|"boot selection failed because a required device is inaccessible"|
Vista has many things that are the same as in Windows 7.
One of the things I found out after I installed Vista is that it doesn't take kindly to programs that are not "Vista aware" changing the size of partitions that Vista made.
jefro's first link mentions that situation, for Windows 7.
If you use Vista itself to change the size of a partition Vista made - shrink or expand it - you have no problems.
"boot selection failed because a required device is inaccessible"
What's that got to do with your Topic title
"failed memory test" ??
If you tested the memory and it failed the test(s) then you have to fix that problem. If you try to install any Microsoft operating system while you're experiencing memory errors, you're very likely to have problems during Setup, or after Setup has finished, because of the memory errors having caused something to not be installed, or because of data corruption of what was installed.
The same applies when you have a problem with the optical drive reading the Windows CD or DVD properly.
You should get NO ERRORS AT ALL reading files from the CD or DVD during Setup ! If clicking on Retry or similar doesn't help, you need fix whatever is causing the problem !
When you DO get memory errors, the vast majority of the time, the ram is NOT actually "bad" - the most common causes of that are a poor connection of the ram in the ram slots, or the ram you installed is not 100% compatible with using it in your mboard, or for some ram, the settings the bios has chosen by default are not correct for your particular module(s) that you have installed.
See response 2 in this - try cleaning the contacts on the ram modules, and making sure the modules are properly seated:
For a laptop, or netbook, you must remove both its main battery and AC adapter before you do that.
For a brand name computer, see the Owner's or User's manual if you need to - how to remove or replace the ram is usually in that - it may already be in your installed programs. If you can't get into Windows, it may be on a disk that came with the computer, or you can go online and look at it or download it - it's in the downloads for your specific model.
See response 5 in this for some info about ram compatibilty, and some places where you can find out what will work in your mboard for sure:
Correction to that:
Once you know which module ID strings (part numbers) work in your mboard, you can get them from anywhere you like that has ram with those ID strings.
If you have brand name ram, it is usually easy to look up whether it's ID string is in a list of compatible modules found by using your mboard or brand name system model number.
If the ram is generic, that may be difficult or impossible.
Some ram manufacturer's modules do not strictly adhere to the JEDEC standards that most mboards bioses use to determine ram settings.
In that case, the ram settings in the bios Setup that the bios has automatically chosen may not be correct.
Check the ram settings in your bios - the ram voltage, and the ram timing numbers - those should be the same as for the specs for the modules themselves. Often the ram voltage and timing numbers are printed on the label on the modules.
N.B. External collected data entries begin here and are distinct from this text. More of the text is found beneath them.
pub mod buffer;
pub mod pool;
pub mod sink;

// Re-export common types
pub use buffer::{Buffer, PutOutcome};
pub use pool::Pool;
pub use sink::JsonLinesSink;
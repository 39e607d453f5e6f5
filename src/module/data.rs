use reqwest::header::HeaderMap;
use reqwest::Method;
use serde_json::{Map, Value};
use url::Url;

/// A fetch to be performed by a downloader
#[derive(Debug, Clone)]
pub struct Request {
    /// HTTP method
    pub method: Method,

    /// Target URL
    pub url: Url,

    /// Extra request headers
    pub headers: HeaderMap,

    /// Current depth in the crawl tree (0 for the seed)
    pub depth: u32,
}

impl Request {
    /// Create a GET request at the given depth
    pub fn new(url: Url, depth: u32) -> Self {
        Self {
            method: Method::GET,
            url,
            headers: HeaderMap::new(),
            depth,
        }
    }

    /// Parse `url` and create a GET request at the given depth
    pub fn parse(url: &str, depth: u32) -> Result<Self, url::ParseError> {
        Ok(Self::new(Url::parse(url)?, depth))
    }

    /// Same request, placed at another depth
    pub fn with_depth(mut self, depth: u32) -> Self {
        self.depth = depth;
        self
    }

    pub fn host(&self) -> Option<&str> {
        self.url.host_str()
    }
}

/// Result of a completed download
#[derive(Debug, Clone)]
pub struct Response {
    /// URL of the request that produced this response
    pub url: Url,

    /// HTTP status code
    pub status: u16,

    /// Response headers
    pub headers: HeaderMap,

    /// Raw body
    pub body: Vec<u8>,

    /// Depth of the request that produced this response
    pub depth: u32,
}

impl Response {
    /// Body decoded as UTF-8, replacing invalid sequences
    pub fn text(&self) -> String {
        String::from_utf8_lossy(&self.body).into_owned()
    }

    pub fn content_type(&self) -> Option<&str> {
        self.headers
            .get(reqwest::header::CONTENT_TYPE)
            .and_then(|v| v.to_str().ok())
    }
}

/// Content extracted from a response. The scheduler never looks inside.
pub type Item = Map<String, Value>;

/// Output of an analyzer
#[derive(Debug, Clone)]
pub enum Data {
    /// Follow-up fetch, fed back into the request pool
    Request(Request),
    /// Extracted content, fed into the item pipeline
    Item(Item),
}

impl From<Request> for Data {
    fn from(request: Request) -> Self {
        Self::Request(request)
    }
}

impl From<Item> for Data {
    fn from(item: Item) -> Self {
        Self::Item(item)
    }
}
If the voltage setting or timings settings in the bios are different from the specs for the ram, change them in the bios. The timing numbers must be as close as you can get to the same, or slower timings (higher numbers = slower) - you won't notice the difference the slower settings make.
If you have a mix of different modules
- don't mix ram that different voltages arespecified for - the bios will force the ram to use the lowest voltage, if "by spd" or similar is used (default settings) - ram that a higher voltage is specified for is more likely to not work properly in that situation.
- the bios settings must be those for the slowest timing settings of all the modules, or slower (higher numbers = slower).
If your ram passes a ram test, it's working fine, even if you can't determine whether it's listed for your mboard or system model anywhere.
If you do a ram test, do that AFTER having tried cleaning the contacts and making sure the ram is seated properly - otherwise any errors found may be FALSE.
If the ram is incompatible with the chipset, or on more recent computers, incompatible with the memory controller built into the cpu, it will likely FAIL a ram test - that is NOT a true indication of the ram being faulty - there is probably nothing wrong with it, and it will pass the test if installed in a mboard it is compatible with.
NOTE: Sometimes incompatible modules (or matched pairs) won't work properly when more than one is installed, but will pass when by itself.
If you want to try a memory diagnostic utility that takes a lot less time to run a full pass than memtest86 does, this one is pretty good - Microsoft's
Windows Memory Diagnostic:
It can be toggled (press T) to do a standard or a more comprehensive set of tests - use the default 6 test one first - if it passes one pass of that, use the latter one. A few of the tests in the latter set are intentionally slower.
If you don't have a floppy drive, see the Quick Start Information at that Microsoft link for how to make a bootable CD of the Windows Memory Diagnostic (you need Windiag.iso - you don't necessarily need to use the program they mention to add it to the CD).